Monkeypox cases jump 20% in 1 week, WHO finds: 5 updates

Global monkeypox cases have increased by about 20 percent for the second week in a row, with nearly 7,500 new monkeypox cases reported last week, the World Health Organization said in a news conference Aug. 17. 

"More than 35,000 cases of monkeypox have now been reported to WHO, from 92 countries and territories, with 12 deaths," said WHO Director-General Tedros Adhanom Ghebreyesus, PhD. "Almost 7,500 cases were reported last week, a 20 percent increase over the previous week, which was also 20 percent more than the week before." 

Most new cases continue to be reported among men who have sex with men, Dr. Tedros said. 
Four more updates: 

1. The U.S. accounts for more than 38 percent of global cases. More than 13,500 cases had been confirmed in the U.S. as of Aug. 17, CDC data shows. New York has the highest number of cases in the nation, followed by California and Florida. 

2. HHS has made 442,000 more monkeypox vaccine doses available for states and jurisdictions to order. Under an earlier plan, about 221,000 vaccines were slated to be available Aug. 15 with a second batch of the same amount expected later this month.
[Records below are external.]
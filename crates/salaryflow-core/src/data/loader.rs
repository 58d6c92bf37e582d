// CSV loading for the batting, salary and team datasets.
//
// Columns are read as optional text and coerced through the helpers in
// `records`, so a malformed number never rejects a row. Rows the CSV reader
// cannot decode at all are skipped with a warning.

use crate::config::{DataPaths, Schema};
use crate::data::records::{
    parse_amount_or_default, parse_count_or_default, parse_year, BattingRow, SalaryRow, TeamRow,
};
use serde::Deserialize;
use std::io::Read;
use std::path::Path;
use tracing::{info, warn};

// ---------------------------------------------------------------------------
// Public types
// ---------------------------------------------------------------------------

/// The three raw datasets, loaded once and treated as read-only afterwards.
#[derive(Debug, Clone, Default)]
pub struct Dataset {
    pub batting: Vec<BattingRow>,
    pub salary: Vec<SalaryRow>,
    pub teams: Vec<TeamRow>,
}

impl Dataset {
    pub fn new(batting: Vec<BattingRow>, salary: Vec<SalaryRow>, teams: Vec<TeamRow>) -> Self {
        Dataset {
            batting,
            salary,
            teams,
        }
    }

    /// Reject datasets that cannot drive the given schema at all.
    pub fn validate_for(&self, schema: Schema) -> Result<(), LoadError> {
        if self.salary.is_empty() {
            return Err(LoadError::Validation(
                "salary CSV produced zero valid rows".into(),
            ));
        }
        match schema {
            Schema::PlayerBatting if self.batting.is_empty() => Err(LoadError::Validation(
                "batting CSV produced zero valid rows".into(),
            )),
            Schema::TeamRecord if self.teams.is_empty() => Err(LoadError::Validation(
                "team CSV produced zero valid rows".into(),
            )),
            _ => Ok(()),
        }
    }
}

// ---------------------------------------------------------------------------
// Error type
// ---------------------------------------------------------------------------

#[derive(Debug, thiserror::Error)]
pub enum LoadError {
    #[error("failed to read file {path}: {source}")]
    Io {
        path: String,
        source: std::io::Error,
    },

    #[error("CSV error in {path}: {source}")]
    Csv { path: String, source: csv::Error },

    #[error("validation error: {0}")]
    Validation(String),
}

// ---------------------------------------------------------------------------
// Raw CSV serde structs (private)
// ---------------------------------------------------------------------------

/// Batting CSV row. Only the columns the dashboard reads are named; any
/// other column in the file is ignored.
#[derive(Debug, Default, Deserialize)]
#[serde(default)]
struct RawBatting {
    player_id: String,
    team_id: String,
    year: Option<String>,
    h: Option<String>,
    double: Option<String>,
    triple: Option<String>,
    hr: Option<String>,
    ab: Option<String>,
    bb: Option<String>,
    hbp: Option<String>,
    sf: Option<String>,
}

#[derive(Debug, Default, Deserialize)]
#[serde(default)]
struct RawSalary {
    player_id: String,
    team_id: String,
    year: Option<String>,
    salary: Option<String>,
}

#[derive(Debug, Default, Deserialize)]
#[serde(default)]
struct RawTeam {
    team_id: String,
    name: Option<String>,
    year: Option<String>,
    w: Option<String>,
    l: Option<String>,
}

impl From<RawBatting> for BattingRow {
    fn from(raw: RawBatting) -> Self {
        let count = |field: &Option<String>| parse_count_or_default(field.as_deref(), 0);
        BattingRow {
            player_id: raw.player_id.trim().to_string(),
            team_id: raw.team_id.trim().to_string(),
            year: parse_year(raw.year.as_deref()),
            h: count(&raw.h),
            double: count(&raw.double),
            triple: count(&raw.triple),
            hr: count(&raw.hr),
            ab: count(&raw.ab),
            bb: count(&raw.bb),
            hbp: count(&raw.hbp),
            sf: count(&raw.sf),
        }
    }
}

impl From<RawSalary> for SalaryRow {
    fn from(raw: RawSalary) -> Self {
        SalaryRow {
            player_id: raw.player_id.trim().to_string(),
            team_id: raw.team_id.trim().to_string(),
            year: parse_year(raw.year.as_deref()),
            salary: parse_amount_or_default(raw.salary.as_deref(), 0.0),
        }
    }
}

impl From<RawTeam> for TeamRow {
    fn from(raw: RawTeam) -> Self {
        TeamRow {
            team_id: raw.team_id.trim().to_string(),
            name: raw.name.unwrap_or_default().trim().to_string(),
            year: parse_year(raw.year.as_deref()),
            w: parse_count_or_default(raw.w.as_deref(), 0),
            l: parse_count_or_default(raw.l.as_deref(), 0),
        }
    }
}

// ---------------------------------------------------------------------------
// Reader-based loaders (private, enable testing without temp files)
// ---------------------------------------------------------------------------

fn load_rows_from_reader<R, Raw, Row>(rdr: R, kind: &str) -> Result<Vec<Row>, csv::Error>
where
    R: Read,
    Raw: for<'de> Deserialize<'de>,
    Row: From<Raw>,
{
    let mut reader = csv::ReaderBuilder::new()
        .trim(csv::Trim::All)
        .flexible(true)
        .from_reader(rdr);
    let mut rows = Vec::new();
    for result in reader.deserialize::<Raw>() {
        match result {
            Ok(raw) => rows.push(Row::from(raw)),
            Err(e) => warn!("skipping malformed {} row: {}", kind, e),
        }
    }
    Ok(rows)
}

fn load_batting_from_reader<R: Read>(rdr: R) -> Result<Vec<BattingRow>, csv::Error> {
    load_rows_from_reader::<R, RawBatting, BattingRow>(rdr, "batting")
}

fn load_salary_from_reader<R: Read>(rdr: R) -> Result<Vec<SalaryRow>, csv::Error> {
    load_rows_from_reader::<R, RawSalary, SalaryRow>(rdr, "salary")
}

fn load_teams_from_reader<R: Read>(rdr: R) -> Result<Vec<TeamRow>, csv::Error> {
    load_rows_from_reader::<R, RawTeam, TeamRow>(rdr, "team")
}

// ---------------------------------------------------------------------------
// Public path-based loaders
// ---------------------------------------------------------------------------

fn open(path: &Path) -> Result<std::fs::File, LoadError> {
    std::fs::File::open(path).map_err(|e| LoadError::Io {
        path: path.display().to_string(),
        source: e,
    })
}

fn csv_error(path: &Path) -> impl FnOnce(csv::Error) -> LoadError + '_ {
    move |e| LoadError::Csv {
        path: path.display().to_string(),
        source: e,
    }
}

/// Load player batting lines from a CSV file.
pub fn load_batting(path: &Path) -> Result<Vec<BattingRow>, LoadError> {
    load_batting_from_reader(open(path)?).map_err(csv_error(path))
}

/// Load player salaries from a CSV file.
pub fn load_salaries(path: &Path) -> Result<Vec<SalaryRow>, LoadError> {
    load_salary_from_reader(open(path)?).map_err(csv_error(path))
}

/// Load team names and season records from a CSV file.
pub fn load_teams(path: &Path) -> Result<Vec<TeamRow>, LoadError> {
    load_teams_from_reader(open(path)?).map_err(csv_error(path))
}

/// Load all three datasets. A team path that is unset, or points at a file
/// that does not exist, yields an empty team dataset.
pub fn load_dataset(paths: &DataPaths) -> Result<Dataset, LoadError> {
    let batting = load_batting(Path::new(&paths.batting))?;
    let salary = load_salaries(Path::new(&paths.salary))?;
    let teams = match paths.team.as_deref().map(Path::new) {
        Some(path) if path.exists() => load_teams(path)?,
        Some(path) => {
            warn!("team file {} not found; team ids will be used as names", path.display());
            Vec::new()
        }
        None => Vec::new(),
    };

    info!(
        "Loaded {} batting rows, {} salary rows, {} team rows",
        batting.len(),
        salary.len(),
        teams.len()
    );

    Ok(Dataset::new(batting, salary, teams))
}

// ---------------------------------------------------------------------------
// Tests
// ---------------------------------------------------------------------------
HHS instead combined the batches, with all 442,000 ready for shipment Aug. 15. Bavarian Nordic, which manufactures the Jynneos monkeypox vaccine, said it may move to outsource production amid concerns it will not be able to keep up with global demand. 

3. Researchers have raised concern over the potential for modes of transmission beyond intimate contact after detailing the case of an infected man with no recent sexual contact. The patient's highest risk exposure was attending a crowded outdoor event that was not primarily attended by gay and bisexual people. Read more about the case here

4. A child in Oregon has tested positive, marking the U.S.' ninth pediatric case, ABC News reported Aug. 17. State health officials said the case is tied to a previously confirmed case in an adult, adding that the child did not contract the virus at school or other community setting. Seven other children have tested positive since July.